- **Dataset extract**
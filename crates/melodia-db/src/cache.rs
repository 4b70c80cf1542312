//! # Entity Cache
//!
//! Lazily-loaded, write-through, id-keyed view over one [`Store`].
//!
//! ## Read and Write Paths
//! ```text
//! ┌─────────────────────────────────────────────────────────────────────────┐
//! │                         EntityCache<T>                                  │
//! │                                                                         │
//! │  get_all()                                                              │
//! │     loaded? ── yes ──► snapshot of the map                              │
//! │        │                                                                │
//! │        no ──► store.select_all() ──► replace map, loaded = true         │
//! │                                                                         │
//! │  get_by_id(id)                                                          │
//! │     in map? ── yes ──► clone                                            │
//! │        │                                                                │
//! │        no ──► store.select_by_id() ──► insert (loaded unchanged)        │
//! │                                                                         │
//! │  add / update / remove                                                  │
//! │     validate ──► store call ──► map changes only after the store        │
//! │                                 accepted the write                      │
//! └─────────────────────────────────────────────────────────────────────────┘
//! ```
//!
//! ## Consistency
//! - No TTL: the cache is as fresh as the last operation that touched it
//! - Writes made to the store behind the cache's back are seen only after
//!   `invalidate()` followed by `get_all()`
//! - Loads and writes hold the write lock for the whole store round-trip,
//!   so a reader never sees a half-loaded map

use std::collections::HashMap;
use std::fmt;
use std::sync::Arc;
use tokio::sync::RwLock;
use tracing::{debug, info, warn};

use melodia_core::validation::validate_id;
use melodia_core::Entity;

use crate::error::DbResult;
use crate::store::Store;

struct CacheState<T> {
    entries: HashMap<String, T>,
    /// The full set was fetched since the last invalidation.
    loaded: bool,
}

impl<T: Entity> CacheState<T> {
    fn snapshot(&self) -> Vec<T> {
        let mut all: Vec<T> = self.entries.values().cloned().collect();
        all.sort_by(|a, b| a.id().cmp(b.id()));
        all
    }

    fn reset(&mut self) {
        self.entries.clear();
        self.loaded = false;
    }
}

/// Write-through cache for one entity type.
///
/// ## Usage
/// ```rust,ignore
/// let artists = EntityCache::new(Arc::new(ArtistRepository::new(pool)));
///
/// artists.add(Artist::new("Radiohead")).await?;
/// let all = artists.get_all().await?;
/// ```
pub struct EntityCache<T: Entity, S: Store<T>> {
    store: Arc<S>,
    state: RwLock<CacheState<T>>,
}

impl<T: Entity, S: Store<T>> fmt::Debug for EntityCache<T, S> {
    fn fmt(&self, f: &mut fmt::Formatter<'_>) -> fmt::Result {
        f.debug_struct("EntityCache")
            .field("kind", &T::KIND)
            .finish_non_exhaustive()
    }
}

impl<T: Entity, S: Store<T>> EntityCache<T, S> {
    pub fn new(store: Arc<S>) -> Self {
        EntityCache {
            store,
            state: RwLock::new(CacheState {
                entries: HashMap::new(),
                loaded: false,
            }),
        }
    }

    /// The store this cache writes through to.
    pub fn store(&self) -> &Arc<S> {
        &self.store
    }

    /// Returns every entity, ordered by id.
    ///
    /// The first call (and the first after an invalidation) loads the full
    /// set from the store; later calls return the cached snapshot.
    pub async fn get_all(&self) -> DbResult<Vec<T>> {
        {
            let state = self.state.read().await;
            if state.loaded {
                return Ok(state.snapshot());
            }
        }

        let mut state = self.state.write().await;
        if !state.loaded {
            let rows = self.store.select_all().await?;
            state.entries = rows
                .into_iter()
                .map(|entity| (entity.id().to_string(), entity))
                .collect();
            state.loaded = true;
            info!(kind = T::KIND, count = state.entries.len(), "Cache loaded");
        }

        Ok(state.snapshot())
    }

    /// Looks up one entity, falling back to the store on a miss.
    ///
    /// A row found in the store is cached but does not mark the cache
    /// loaded. A missing row is `Ok(None)`.
    pub async fn get_by_id(&self, id: &str) -> DbResult<Option<T>> {
        {
            let state = self.state.read().await;
            if let Some(entity) = state.entries.get(id) {
                return Ok(Some(entity.clone()));
            }
        }

        let mut state = self.state.write().await;
        if let Some(entity) = state.entries.get(id) {
            return Ok(Some(entity.clone()));
        }

        let found = self.store.select_by_id(id).await?;
        if let Some(entity) = &found {
            debug!(kind = T::KIND, id, "Cache miss filled from store");
            state.entries.insert(id.to_string(), entity.clone());
        }
        Ok(found)
    }

    /// Inserts through to the store; caches the entity only if the store
    /// accepted it.
    ///
    /// ## Returns
    /// * `Err(DbError::InvalidArgument)` - entity failed validation, store untouched
    /// * `Ok(false)` - the store reported no row written
    pub async fn add(&self, entity: T) -> DbResult<bool> {
        entity.validate()?;

        let mut state = self.state.write().await;
        let inserted = self.store.insert(&entity).await?;
        if inserted {
            debug!(kind = T::KIND, id = entity.id(), "Cached new entity");
            state.entries.insert(entity.id().to_string(), entity);
        }
        Ok(inserted)
    }

    /// Updates through to the store.
    ///
    /// ## Returns
    /// `Ok(false)` if the store has no such row; any stale entry is dropped.
    pub async fn update(&self, entity: T) -> DbResult<bool> {
        entity.validate()?;

        let mut state = self.state.write().await;
        let updated = self.store.update(&entity).await?;
        if updated {
            state.entries.insert(entity.id().to_string(), entity);
        } else {
            state.entries.remove(entity.id());
        }
        Ok(updated)
    }

    /// Deletes through to the store and drops the cached entry either way.
    ///
    /// ## Returns
    /// The store's answer. If the store call fails the cache is marked
    /// unloaded so the next `get_all` re-fetches, and the error propagates.
    pub async fn remove(&self, id: &str) -> DbResult<bool> {
        validate_id("id", id)?;

        let mut state = self.state.write().await;
        let result = self.store.delete(id).await;
        state.entries.remove(id);

        match &result {
            Ok(deleted) => debug!(kind = T::KIND, id, deleted, "Removed from cache"),
            Err(e) => {
                warn!(kind = T::KIND, id, error = %e, "Store delete failed, cache marked stale");
                state.loaded = false;
            }
        }
        result
    }

    /// Drops every entry; the next `get_all` reloads from the store.
    pub async fn invalidate(&self) {
        self.state.write().await.reset();
        debug!(kind = T::KIND, "Cache invalidated");
    }

    /// Same as [`invalidate`](Self::invalidate).
    pub async fn clear(&self) {
        self.invalidate().await;
    }

    /// Drops one entry and marks the cache unloaded.
    ///
    /// Used when an entity's child list changed in the store.
    pub async fn evict(&self, id: &str) {
        let mut state = self.state.write().await;
        state.entries.remove(id);
        state.loaded = false;
    }

    /// Swaps in a complete set as the loaded state.
    pub async fn replace_all(&self, entities: Vec<T>) {
        let mut state = self.state.write().await;
        state.entries = entities
            .into_iter()
            .map(|entity| (entity.id().to_string(), entity))
            .collect();
        state.loaded = true;
    }

    pub async fn len(&self) -> usize {
        self.state.read().await.entries.len()
    }

    pub async fn is_empty(&self) -> bool {
        self.state.read().await.entries.is_empty()
    }

    pub async fn is_loaded(&self) -> bool {
        self.state.read().await.loaded
    }
}

// =============================================================================
// Test Store
// =============================================================================

#[cfg(test)]
pub(crate) mod testing {
    use super::*;
    use crate::error::DbError;
    use async_trait::async_trait;
    use parking_lot::Mutex;
    use std::collections::BTreeMap;
    use std::sync::atomic::{AtomicBool, AtomicUsize, Ordering};

    /// In-memory store with call counters and failure switches.
    pub struct MemoryStore<T> {
        pub rows: Mutex<BTreeMap<String, T>>,
        pub select_all_calls: AtomicUsize,
        pub select_by_id_calls: AtomicUsize,
        pub fail_writes: AtomicBool,
    }

    impl<T: Entity> MemoryStore<T> {
        pub fn with_rows(rows: impl IntoIterator<Item = T>) -> Self {
            let store = MemoryStore {
                rows: Mutex::new(BTreeMap::new()),
                select_all_calls: AtomicUsize::new(0),
                select_by_id_calls: AtomicUsize::new(0),
                fail_writes: AtomicBool::new(false),
            };
            for row in rows {
                store.rows.lock().insert(row.id().to_string(), row);
            }
            store
        }

        fn check_writable(&self) -> DbResult<()> {
            if self.fail_writes.load(Ordering::SeqCst) {
                return Err(DbError::QueryFailed("database is locked".into()));
            }
            Ok(())
        }
    }

    #[async_trait]
    impl<T: Entity> Store<T> for MemoryStore<T> {
        async fn insert(&self, entity: &T) -> DbResult<bool> {
            self.check_writable()?;
            let mut rows = self.rows.lock();
            if rows.contains_key(entity.id()) {
                return Err(DbError::duplicate("id", entity.id()));
            }
            rows.insert(entity.id().to_string(), entity.clone());
            Ok(true)
        }

        async fn select_by_id(&self, id: &str) -> DbResult<Option<T>> {
            self.select_by_id_calls.fetch_add(1, Ordering::SeqCst);
            Ok(self.rows.lock().get(id).cloned())
        }

        async fn select_all(&self) -> DbResult<Vec<T>> {
            self.select_all_calls.fetch_add(1, Ordering::SeqCst);
            Ok(self.rows.lock().values().cloned().collect())
        }

        async fn update(&self, entity: &T) -> DbResult<bool> {
            self.check_writable()?;
            let mut rows = self.rows.lock();
            match rows.get_mut(entity.id()) {
                Some(row) => {
                    *row = entity.clone();
                    Ok(true)
                }
                None => Ok(false),
            }
        }

        async fn delete(&self, id: &str) -> DbResult<bool> {
            self.check_writable()?;
            Ok(self.rows.lock().remove(id).is_some())
        }
    }
}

- **What to work on**
Show, from the entries above, every line that includes the string "clear".

- **Answer to this task**
        self.entries.clear();
    pub async fn clear(&self) {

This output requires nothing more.